#### ACTIVITY:
All of the entries need to be repeated exactly. Leave nothing out.

[Saved data entries]
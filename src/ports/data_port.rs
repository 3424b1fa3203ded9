//! Data access port trait.

use chrono::NaiveDate;

use crate::domain::candle::{AuxPoint, Candle};
use crate::domain::error::BlocktraderError;
use crate::domain::indicator::seasonal::EventCalendar;

pub trait DataPort {
    /// Candles sorted ascending by date, limited to the inclusive bounds.
    fn fetch_candles(
        &self,
        start_date: Option<NaiveDate>,
        end_date: Option<NaiveDate>,
    ) -> Result<Vec<Candle>, BlocktraderError>;

    /// Auxiliary series; empty when none is configured.
    fn fetch_aux(&self) -> Result<Vec<AuxPoint>, BlocktraderError>;

    /// Event calendar without favorable months, which come from configuration.
    fn fetch_events(&self) -> Result<EventCalendar, BlocktraderError>;
}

#### RESPONSE TO THE EXERCISE:
filename src/ports/data_port.rs
repository 3424b1fa3203ded9
//! Data access port trait.

use chrono::NaiveDate;

use crate::domain::candle::{AuxPoint, Candle};
use crate::domain::error::BlocktraderError;
use crate::domain::indicator::seasonal::EventCalendar;

pub trait DataPort {
    /// Candles sorted ascending by date, limited to the inclusive bounds.
    fn fetch_candles(
        &self,
        start_date: Option<NaiveDate>,
        end_date: Option<NaiveDate>,
    ) -> Result<Vec<Candle>, BlocktraderError>;

    /// Auxiliary series; empty when none is configured.
    fn fetch_aux(&self) -> Result<Vec<AuxPoint>, BlocktraderError>;

    /// Event calendar without favorable months, which come from configuration.
    fn fetch_events(&self) -> Result<EventCalendar, BlocktraderError>;
}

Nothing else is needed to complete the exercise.